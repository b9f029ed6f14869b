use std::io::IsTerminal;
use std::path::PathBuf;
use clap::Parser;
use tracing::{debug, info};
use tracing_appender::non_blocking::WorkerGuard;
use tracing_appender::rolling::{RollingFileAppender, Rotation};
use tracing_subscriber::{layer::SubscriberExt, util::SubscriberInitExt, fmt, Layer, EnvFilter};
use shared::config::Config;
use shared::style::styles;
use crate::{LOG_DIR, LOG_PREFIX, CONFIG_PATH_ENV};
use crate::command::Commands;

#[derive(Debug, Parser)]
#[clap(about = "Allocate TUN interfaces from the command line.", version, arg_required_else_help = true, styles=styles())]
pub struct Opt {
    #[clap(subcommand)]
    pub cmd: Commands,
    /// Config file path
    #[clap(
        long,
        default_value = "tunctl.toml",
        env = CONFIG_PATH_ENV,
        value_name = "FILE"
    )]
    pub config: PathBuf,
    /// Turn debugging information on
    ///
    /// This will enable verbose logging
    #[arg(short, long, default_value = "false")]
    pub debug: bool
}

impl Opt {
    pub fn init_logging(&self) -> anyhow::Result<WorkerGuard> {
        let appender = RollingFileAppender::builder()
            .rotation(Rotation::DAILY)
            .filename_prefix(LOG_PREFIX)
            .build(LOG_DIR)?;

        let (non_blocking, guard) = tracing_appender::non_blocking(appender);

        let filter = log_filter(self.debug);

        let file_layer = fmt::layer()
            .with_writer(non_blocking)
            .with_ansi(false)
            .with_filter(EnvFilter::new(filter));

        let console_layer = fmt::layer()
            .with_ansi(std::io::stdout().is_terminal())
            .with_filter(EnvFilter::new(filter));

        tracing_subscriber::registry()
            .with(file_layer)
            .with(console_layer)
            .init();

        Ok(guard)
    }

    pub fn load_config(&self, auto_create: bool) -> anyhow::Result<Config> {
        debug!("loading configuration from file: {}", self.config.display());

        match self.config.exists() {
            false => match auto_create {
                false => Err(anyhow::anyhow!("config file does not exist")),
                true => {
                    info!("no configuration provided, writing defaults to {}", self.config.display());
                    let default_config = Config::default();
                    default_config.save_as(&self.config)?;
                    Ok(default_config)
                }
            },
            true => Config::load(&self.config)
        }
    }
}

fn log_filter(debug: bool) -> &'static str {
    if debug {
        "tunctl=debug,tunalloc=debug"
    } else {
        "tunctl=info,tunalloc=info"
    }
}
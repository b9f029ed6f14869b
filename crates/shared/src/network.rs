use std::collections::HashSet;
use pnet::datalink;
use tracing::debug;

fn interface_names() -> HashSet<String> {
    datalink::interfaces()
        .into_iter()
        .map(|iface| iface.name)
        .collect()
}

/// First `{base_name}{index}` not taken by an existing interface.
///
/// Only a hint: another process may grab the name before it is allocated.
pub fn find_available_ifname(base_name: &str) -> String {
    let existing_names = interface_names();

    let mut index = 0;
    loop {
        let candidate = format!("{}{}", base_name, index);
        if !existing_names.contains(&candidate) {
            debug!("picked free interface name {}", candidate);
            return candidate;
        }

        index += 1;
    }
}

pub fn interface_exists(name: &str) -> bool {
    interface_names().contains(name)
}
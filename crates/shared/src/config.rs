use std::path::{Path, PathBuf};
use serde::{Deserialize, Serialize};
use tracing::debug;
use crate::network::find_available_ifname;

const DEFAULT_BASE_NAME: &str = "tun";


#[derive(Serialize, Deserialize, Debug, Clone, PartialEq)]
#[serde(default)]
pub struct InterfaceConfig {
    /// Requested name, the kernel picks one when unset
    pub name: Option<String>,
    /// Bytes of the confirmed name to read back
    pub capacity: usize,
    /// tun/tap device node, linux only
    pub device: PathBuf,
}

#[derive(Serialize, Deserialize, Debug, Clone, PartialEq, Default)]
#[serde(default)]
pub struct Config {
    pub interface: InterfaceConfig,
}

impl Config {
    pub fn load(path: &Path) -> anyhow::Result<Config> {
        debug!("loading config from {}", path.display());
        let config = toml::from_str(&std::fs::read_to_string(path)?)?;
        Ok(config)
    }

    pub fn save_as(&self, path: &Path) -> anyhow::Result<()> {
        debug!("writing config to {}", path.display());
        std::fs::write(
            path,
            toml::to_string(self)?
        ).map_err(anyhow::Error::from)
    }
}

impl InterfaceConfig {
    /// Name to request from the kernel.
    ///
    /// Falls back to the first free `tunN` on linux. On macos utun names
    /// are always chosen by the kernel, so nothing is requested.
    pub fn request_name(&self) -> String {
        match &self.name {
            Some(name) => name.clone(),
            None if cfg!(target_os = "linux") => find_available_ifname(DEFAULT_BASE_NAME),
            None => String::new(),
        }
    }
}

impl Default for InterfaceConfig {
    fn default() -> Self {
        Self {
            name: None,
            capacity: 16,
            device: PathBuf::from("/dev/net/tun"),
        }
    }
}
■ ■ ■
§ **PROBLEM DETAILS**: Please give the listing above one more time, exactly as it reads.

§ **THE ANSWER**:
repository b9f029ed6f14869b
use std::io::IsTerminal;
use std::path::PathBuf;
use clap::Parser;
use tracing::{debug, info};
use tracing_appender::non_blocking::WorkerGuard;
use tracing_appender::rolling::{RollingFileAppender, Rotation};
use tracing_subscriber::{layer::SubscriberExt, util::SubscriberInitExt, fmt, Layer, EnvFilter};
use shared::config::Config;
use shared::style::styles;
use crate::{LOG_DIR, LOG_PREFIX, CONFIG_PATH_ENV};
use crate::command::Commands;

#[derive(Debug, Parser)]
#[clap(about = "Allocate TUN interfaces from the command line.", version, arg_required_else_help = true, styles=styles())]
pub struct Opt {
    #[clap(subcommand)]
    pub cmd: Commands,
    /// Config file path
    #[clap(
        long,
        default_value = "tunctl.toml",
        env = CONFIG_PATH_ENV,
        value_name = "FILE"
    )]
    pub config: PathBuf,
    /// Turn debugging information on
    ///
    /// This will enable verbose logging
    #[arg(short, long, default_value = "false")]
    pub debug: bool
}

impl Opt {
    pub fn init_logging(&self) -> anyhow::Result<WorkerGuard> {
        let appender = RollingFileAppender::builder()
            .rotation(Rotation::DAILY)
            .filename_prefix(LOG_PREFIX)
            .build(LOG_DIR)?;

        let (non_blocking, guard) = tracing_appender::non_blocking(appender);

        let filter = log_filter(self.debug);

        let file_layer = fmt::layer()
            .with_writer(non_blocking)
            .with_ansi(false)
            .with_filter(EnvFilter::new(filter));

        let console_layer = fmt::layer()
            .with_ansi(std::io::stdout().is_terminal())
            .with_filter(EnvFilter::new(filter));

        tracing_subscriber::registry()
            .with(file_layer)
            .with(console_layer)
            .init();

        Ok(guard)
    }

    pub fn load_config(&self, auto_create: bool) -> anyhow::Result<Config> {
        debug!("loading configuration from file: {}", self.config.display());

        match self.config.exists() {
            false => match auto_create {
                false => Err(anyhow::anyhow!("config file does not exist")),
                true => {
                    info!("no configuration provided, writing defaults to {}", self.config.display());
                    let default_config = Config::default();
                    default_config.save_as(&self.config)?;
                    Ok(default_config)
                }
            },
            true => Config::load(&self.config)
        }
    }
}

fn log_filter(debug: bool) -> &'static str {
    if debug {
        "tunctl=debug,tunalloc=debug"
    } else {
        "tunctl=info,tunalloc=info"
    }
}
repository b9f029ed6f14869b
filename crates/shared/src/network.rs
use std::collections::HashSet;
use pnet::datalink;
use tracing::debug;

fn interface_names() -> HashSet<String> {
    datalink::interfaces()
        .into_iter()
        .map(|iface| iface.name)
        .collect()
}

/// First `{base_name}{index}` not taken by an existing interface.
///
/// Only a hint: another process may grab the name before it is allocated.
pub fn find_available_ifname(base_name: &str) -> String {
    let existing_names = interface_names();

    let mut index = 0;
    loop {
        let candidate = format!("{}{}", base_name, index);
        if !existing_names.contains(&candidate) {
            debug!("picked free interface name {}", candidate);
            return candidate;
        }

        index += 1;
    }
}

pub fn interface_exists(name: &str) -> bool {
    interface_names().contains(name)
}
filename crates/shared/src/config.rs
use std::path::{Path, PathBuf};
use serde::{Deserialize, Serialize};
use tracing::debug;
use crate::network::find_available_ifname;

const DEFAULT_BASE_NAME: &str = "tun";


#[derive(Serialize, Deserialize, Debug, Clone, PartialEq)]
#[serde(default)]
pub struct InterfaceConfig {
    /// Requested name, the kernel picks one when unset
    pub name: Option<String>,
    /// Bytes of the confirmed name to read back
    pub capacity: usize,
    /// tun/tap device node, linux only
    pub device: PathBuf,
}

#[derive(Serialize, Deserialize, Debug, Clone, PartialEq, Default)]
#[serde(default)]
pub struct Config {
    pub interface: InterfaceConfig,
}

impl Config {
    pub fn load(path: &Path) -> anyhow::Result<Config> {
        debug!("loading config from {}", path.display());
        let config = toml::from_str(&std::fs::read_to_string(path)?)?;
        Ok(config)
    }

    pub fn save_as(&self, path: &Path) -> anyhow::Result<()> {
        debug!("writing config to {}", path.display());
        std::fs::write(
            path,
            toml::to_string(self)?
        ).map_err(anyhow::Error::from)
    }
}

impl InterfaceConfig {
    /// Name to request from the kernel.
    ///
    /// Falls back to the first free `tunN` on linux. On macos utun names
    /// are always chosen by the kernel, so nothing is requested.
    pub fn request_name(&self) -> String {
        match &self.name {
            Some(name) => name.clone(),
            None if cfg!(target_os = "linux") => find_available_ifname(DEFAULT_BASE_NAME),
            None => String::new(),
        }
    }
}

impl Default for InterfaceConfig {
    fn default() -> Self {
        Self {
            name: None,
            capacity: 16,
            device: PathBuf::from("/dev/net/tun"),
        }
    }
}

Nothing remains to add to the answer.